Most weeks, I focus on successful email marketing case studies. (Not surprisingly, businesses don’t want to share their mistakes with you and me.) But today I’m going to show you a case study of a company that just doesn’t get it when it comes to email marketing. And I’ll be doing so from the consumer perspective, since I’ve been the unfortunate recipient of an email marketing approach gone bad.
I’d like to be able to tell you when it began, but that’s part of the problem I can’t figure out when this mess started, and no one at the company is willing to tell me. Here’s what I do know. About a month or so ago, I began receiving a customized newsletter, one that lists the top news stories of the day with links to web pages containing the full story.
Now, I’m a happy subscriber to two of these types of services, from InfoBeat and Backwire, so I appreciate their value. But in those cases, I clearly remember registering for the services, and I seem to recall getting a confirmation email thanking me for signing up. I have absolutely no idea, however, how I got on the mailing list of this company, whose name will go unmentioned and from which I never received an email asking me to confirm I had opted in.
So far, so bad. I’ve gotten email I didn’t ask for from a business with which I have no relationship. All I need to do is unsubscribe from the newsletter, and I’ll never see it again, right?
Hmmm… I click on the link at the bottom, the one that says, “To update your newsletter selections or unsubscribe, please go to: Change Newsletter Selection.” It takes me to a web page that asks me to enter my email address and password. After logging in, I should be able to go to an unsubscribe page.
Well, in my book, here’s another problem. A company should make it as easy as possible to unsubscribe from its newsletter. That doesn’t mean wandering through a web site; it means hitting a reply button or clicking one link in an email message that takes you to some sort of “Are you sure you wish to unsubscribe?” link on a web page. One more click, and you should be wiped from their memory.
But, OK, I’ll go through the drill because I want off this list. Even though I don’t remember signing up for the newsletter, I’m confident that I know the password, since I have only two passwords I use when registering for web sites. I try the first no dice. I try the second again I come up empty.
Now I’m really suspicious, but I’ll give them one more chance before I start complaining, loudly. There’s a lost password form that you fill out. Once completed, the company promises to send you an email message containing your password if the current email address you supply matches up with an address in their database. I filled out the form; raise your hand if you’re surprised I didn’t get my password emailed to me. I repeated this twice more over the past two weeks and got the same lack of response.

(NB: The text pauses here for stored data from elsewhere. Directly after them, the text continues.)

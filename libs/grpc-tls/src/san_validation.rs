//! Subject Alternative Name (SAN) validation for mTLS
//!
//! Validates that certificates contain expected SAN entries to prevent
//! man-in-the-middle attacks and ensure service identity.

use crate::error::{TlsError, TlsResult};
use std::net::IpAddr;
use x509_parser::prelude::*;

/// SAN (Subject Alternative Name) types we validate
#[derive(Debug, Clone, PartialEq)]
pub enum SanEntry {
    /// DNS name (e.g., "auth-service.nova.internal")
    DnsName(String),
    /// IP address
    IpAddress(IpAddr),
}

impl SanEntry {
    /// Check if this SAN entry matches a pattern
    ///
    /// Supports wildcards in DNS names (e.g., "*.nova.internal")
    pub fn matches(&self, pattern: &str) -> bool {
        match self {
            SanEntry::DnsName(name) => {
                if pattern.contains('*') {
                    // Wildcard matching: "*.nova.internal" matches "auth.nova.internal"
                    let pattern_parts: Vec<&str> = pattern.split('.').collect();
                    let name_parts: Vec<&str> = name.split('.').collect();

                    if pattern_parts.len() != name_parts.len() {
                        return false;
                    }

                    pattern_parts
                        .iter()
                        .zip(name_parts.iter())
                        .all(|(p, n)| *p == "*" || p == n)
                } else {
                    // Exact match
                    name == pattern
                }
            }
            SanEntry::IpAddress(ip) => {
                // Try parsing pattern as IP and compare
                pattern.parse::<IpAddr>().ok() == Some(*ip)
            }
        }
    }
}

/// Extract SAN entries from a PEM certificate
pub fn extract_san_entries(cert_pem: &str) -> TlsResult<Vec<SanEntry>> {
    let pem = ::pem::parse(cert_pem.as_bytes())?;

    let (_, cert) =
        X509Certificate::from_der(pem.contents()).map_err(|e| {
            TlsError::CertificateParseError {
                path: "memory".into(),
                reason: format!("X.509 parse failed: {}", e),
            }
        })?;

    let mut san_entries = Vec::new();

    // Find SubjectAlternativeName extension
    if let Ok(Some(san_ext)) = cert.subject_alternative_name() {
        for name in &san_ext.value.general_names {
            match name {
                GeneralName::DNSName(dns) => {
                    san_entries.push(SanEntry::DnsName(dns.to_string()));
                }
                GeneralName::IPAddress(ip_bytes) => {
                    if let Some(ip) = parse_ip_address(ip_bytes) {
                        san_entries.push(SanEntry::IpAddress(ip));
                    }
                }
                _ => {
                    // Ignore other types (Email, URI, etc.)
                }
            }
        }
    }

    Ok(san_entries)
}

/// Validate that a certificate contains at least one expected SAN
///
/// Returns Ok if ANY expected SAN matches.
/// Returns Err if NO expected SANs found.
pub fn validate_san(cert_pem: &str, expected_sans: &[String]) -> TlsResult<()> {
    let actual_sans = extract_san_entries(cert_pem)?;

    // Check if any expected SAN matches
    for expected in expected_sans {
        for actual in &actual_sans {
            if actual.matches(expected) {
                tracing::debug!(
                    expected = %expected,
                    actual = ?actual,
                    "SAN validation passed"
                );
                return Ok(());
            }
        }
    }

    // No match found
    let actual_str = actual_sans
        .iter()
        .map(|s| format!("{:?}", s))
        .collect::<Vec<_>>()
        .join(", ");

    Err(TlsError::SanValidationError {
        expected: expected_sans.join(", "),
        actual: actual_str,
    })
}

/// Helper: Parse IP address bytes from certificate
fn parse_ip_address(bytes: &[u8]) -> Option<IpAddr> {
    if bytes.len() == 4 {
        // IPv4
        Some(IpAddr::V4(std::net::Ipv4Addr::new(
            bytes[0], bytes[1], bytes[2], bytes[3],
        )))
    } else if bytes.len() == 16 {
        // IPv6
        let mut segments = [0u16; 8];
        for i in 0..8 {
            segments[i] = u16::from_be_bytes([bytes[i * 2], bytes[i * 2 + 1]]);
        }
        Some(IpAddr::V6(std::net::Ipv6Addr::new(
            segments[0],
            segments[1],
            segments[2],
            segments[3],
            segments[4],
            segments[5],
            segments[6],
            segments[7],
        )))
    } else {
        None
    }
}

That did it. I went to their Contact Us form and sent a polite letter asking someone from the public relations department to contact me, as I was writing a column for ClickZ. (No phone number was listed on the site – another disappointment although not a surprise.) That was five days ago, and I still haven’t heard from anyone. To make matters worse, now I’ve started receiving a second newsletter from this service, this one focused on women’s health, diet, and fitness.
The temporary solution is the filter I’ve set up on my mailbox that sends these messages right to the trash; at least I’m not upping their open rates so they can provide false info to their advertisers. But I’m not satisfied with the work-around approach.
The next step is contacting their ISP, my ISP, MAPS, and anyone else I can think of who has the power to stop this company from their unsavory practices. Maybe then they’ll lose more than just one customer. I’ll keep you posted.